* [ACTIVITY]: Each line of the entries below that holds "required" is needed, copied in full.

*** DATA EXTRACT Section Begins ***

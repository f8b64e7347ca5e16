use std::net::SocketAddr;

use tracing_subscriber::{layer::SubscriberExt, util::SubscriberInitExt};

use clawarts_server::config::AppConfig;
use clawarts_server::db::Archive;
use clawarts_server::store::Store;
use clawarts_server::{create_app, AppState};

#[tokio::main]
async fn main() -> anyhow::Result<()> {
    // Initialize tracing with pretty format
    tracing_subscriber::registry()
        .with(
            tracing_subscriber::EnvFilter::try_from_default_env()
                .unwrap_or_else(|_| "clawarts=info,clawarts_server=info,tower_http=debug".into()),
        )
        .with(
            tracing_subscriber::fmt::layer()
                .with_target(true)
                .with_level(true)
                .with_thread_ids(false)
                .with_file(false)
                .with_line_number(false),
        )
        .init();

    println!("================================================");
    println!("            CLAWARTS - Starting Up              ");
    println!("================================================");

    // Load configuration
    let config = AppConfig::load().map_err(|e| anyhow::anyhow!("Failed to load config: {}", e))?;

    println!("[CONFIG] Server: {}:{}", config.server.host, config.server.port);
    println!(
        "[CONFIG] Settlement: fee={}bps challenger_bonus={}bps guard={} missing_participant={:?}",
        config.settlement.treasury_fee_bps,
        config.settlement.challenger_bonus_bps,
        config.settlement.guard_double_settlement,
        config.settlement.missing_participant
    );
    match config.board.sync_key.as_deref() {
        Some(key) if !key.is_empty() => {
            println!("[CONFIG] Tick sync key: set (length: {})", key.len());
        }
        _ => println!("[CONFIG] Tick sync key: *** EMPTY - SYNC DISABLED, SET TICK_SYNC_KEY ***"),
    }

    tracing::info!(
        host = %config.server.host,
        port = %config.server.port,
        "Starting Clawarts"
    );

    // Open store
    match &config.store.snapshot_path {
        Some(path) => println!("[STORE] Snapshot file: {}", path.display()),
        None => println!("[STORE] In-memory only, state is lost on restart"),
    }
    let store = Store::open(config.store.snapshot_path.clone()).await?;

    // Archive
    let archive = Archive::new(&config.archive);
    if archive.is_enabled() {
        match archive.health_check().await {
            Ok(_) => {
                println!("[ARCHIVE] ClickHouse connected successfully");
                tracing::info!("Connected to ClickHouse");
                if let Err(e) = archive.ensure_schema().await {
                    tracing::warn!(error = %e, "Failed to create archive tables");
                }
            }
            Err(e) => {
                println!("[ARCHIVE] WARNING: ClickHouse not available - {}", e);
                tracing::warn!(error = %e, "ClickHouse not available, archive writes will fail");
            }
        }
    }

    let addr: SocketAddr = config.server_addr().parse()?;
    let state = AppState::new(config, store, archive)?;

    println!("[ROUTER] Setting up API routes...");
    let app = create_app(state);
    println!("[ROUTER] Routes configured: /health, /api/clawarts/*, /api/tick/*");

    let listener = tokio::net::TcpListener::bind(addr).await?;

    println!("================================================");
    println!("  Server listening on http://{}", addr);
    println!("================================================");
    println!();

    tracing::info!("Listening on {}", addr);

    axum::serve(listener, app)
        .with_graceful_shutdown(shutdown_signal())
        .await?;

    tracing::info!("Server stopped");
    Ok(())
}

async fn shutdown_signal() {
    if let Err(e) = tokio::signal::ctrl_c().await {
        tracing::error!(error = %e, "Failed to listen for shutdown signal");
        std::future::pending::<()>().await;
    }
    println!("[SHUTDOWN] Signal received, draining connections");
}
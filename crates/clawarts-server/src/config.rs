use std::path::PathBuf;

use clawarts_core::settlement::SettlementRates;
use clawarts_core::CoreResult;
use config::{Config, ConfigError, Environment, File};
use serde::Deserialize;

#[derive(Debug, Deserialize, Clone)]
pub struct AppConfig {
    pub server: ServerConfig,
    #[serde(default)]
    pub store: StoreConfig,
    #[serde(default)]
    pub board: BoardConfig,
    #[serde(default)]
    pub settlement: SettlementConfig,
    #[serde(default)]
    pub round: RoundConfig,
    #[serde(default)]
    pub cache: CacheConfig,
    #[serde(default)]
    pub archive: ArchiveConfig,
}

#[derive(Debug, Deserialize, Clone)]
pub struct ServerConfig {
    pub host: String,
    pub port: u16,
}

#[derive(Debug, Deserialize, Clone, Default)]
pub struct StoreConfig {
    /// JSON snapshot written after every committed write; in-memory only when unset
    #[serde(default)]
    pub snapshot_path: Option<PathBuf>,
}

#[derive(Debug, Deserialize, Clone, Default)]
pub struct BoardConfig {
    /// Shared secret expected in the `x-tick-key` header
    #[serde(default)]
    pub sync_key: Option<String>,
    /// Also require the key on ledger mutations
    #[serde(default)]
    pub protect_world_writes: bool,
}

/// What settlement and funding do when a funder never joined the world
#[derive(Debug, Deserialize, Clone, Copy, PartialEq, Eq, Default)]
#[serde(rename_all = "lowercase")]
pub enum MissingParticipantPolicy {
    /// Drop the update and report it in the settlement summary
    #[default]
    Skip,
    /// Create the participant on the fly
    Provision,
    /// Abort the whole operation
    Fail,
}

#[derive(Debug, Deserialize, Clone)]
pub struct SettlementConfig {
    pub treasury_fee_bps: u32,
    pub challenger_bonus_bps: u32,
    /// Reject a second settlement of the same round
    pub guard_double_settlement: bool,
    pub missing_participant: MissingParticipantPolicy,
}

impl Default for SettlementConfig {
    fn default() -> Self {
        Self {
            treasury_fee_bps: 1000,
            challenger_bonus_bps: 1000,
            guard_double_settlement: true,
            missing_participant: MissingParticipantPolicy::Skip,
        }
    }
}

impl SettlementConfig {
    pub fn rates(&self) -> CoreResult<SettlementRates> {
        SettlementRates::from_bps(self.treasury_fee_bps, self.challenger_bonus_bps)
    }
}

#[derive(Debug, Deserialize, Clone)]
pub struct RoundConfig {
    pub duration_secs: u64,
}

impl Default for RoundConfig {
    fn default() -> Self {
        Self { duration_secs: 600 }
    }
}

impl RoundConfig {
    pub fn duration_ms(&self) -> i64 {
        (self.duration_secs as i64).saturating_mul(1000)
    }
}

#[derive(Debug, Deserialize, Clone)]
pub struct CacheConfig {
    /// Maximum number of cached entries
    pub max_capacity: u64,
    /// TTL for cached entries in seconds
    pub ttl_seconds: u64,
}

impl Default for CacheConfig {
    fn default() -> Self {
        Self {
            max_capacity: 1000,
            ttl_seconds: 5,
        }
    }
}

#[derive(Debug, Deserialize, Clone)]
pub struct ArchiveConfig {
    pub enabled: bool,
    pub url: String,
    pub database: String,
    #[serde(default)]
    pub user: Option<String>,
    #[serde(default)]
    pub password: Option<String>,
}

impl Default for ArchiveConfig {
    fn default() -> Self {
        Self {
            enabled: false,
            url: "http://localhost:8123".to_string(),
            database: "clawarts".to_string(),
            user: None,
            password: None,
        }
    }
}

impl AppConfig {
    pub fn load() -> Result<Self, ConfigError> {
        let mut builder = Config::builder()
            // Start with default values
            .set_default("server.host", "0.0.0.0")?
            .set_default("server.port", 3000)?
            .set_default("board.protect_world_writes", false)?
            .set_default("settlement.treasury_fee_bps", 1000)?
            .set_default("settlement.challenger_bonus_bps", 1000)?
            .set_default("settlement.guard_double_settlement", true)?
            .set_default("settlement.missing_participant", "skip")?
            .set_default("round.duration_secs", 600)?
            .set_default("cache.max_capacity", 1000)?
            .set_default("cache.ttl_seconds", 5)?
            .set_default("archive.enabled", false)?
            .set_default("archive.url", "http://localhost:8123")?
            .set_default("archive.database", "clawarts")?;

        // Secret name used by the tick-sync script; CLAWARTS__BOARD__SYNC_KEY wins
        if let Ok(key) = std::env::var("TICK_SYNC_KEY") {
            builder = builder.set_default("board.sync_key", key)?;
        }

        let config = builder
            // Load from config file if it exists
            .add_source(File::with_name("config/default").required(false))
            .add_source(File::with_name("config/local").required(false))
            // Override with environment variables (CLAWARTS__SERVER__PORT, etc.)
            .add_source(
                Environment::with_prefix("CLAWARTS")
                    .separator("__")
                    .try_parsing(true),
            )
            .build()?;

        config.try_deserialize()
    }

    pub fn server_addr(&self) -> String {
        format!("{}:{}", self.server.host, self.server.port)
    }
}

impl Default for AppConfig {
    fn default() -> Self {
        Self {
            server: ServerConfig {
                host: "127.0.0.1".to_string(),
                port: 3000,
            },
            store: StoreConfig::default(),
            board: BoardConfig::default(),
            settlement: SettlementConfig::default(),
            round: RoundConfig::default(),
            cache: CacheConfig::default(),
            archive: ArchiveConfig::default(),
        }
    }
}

*** DATA EXTRACT Section Ends ***

* [EXPECTED ANSWER]:
            .add_source(File::with_name("config/default").required(false))
            .add_source(File::with_name("config/local").required(false))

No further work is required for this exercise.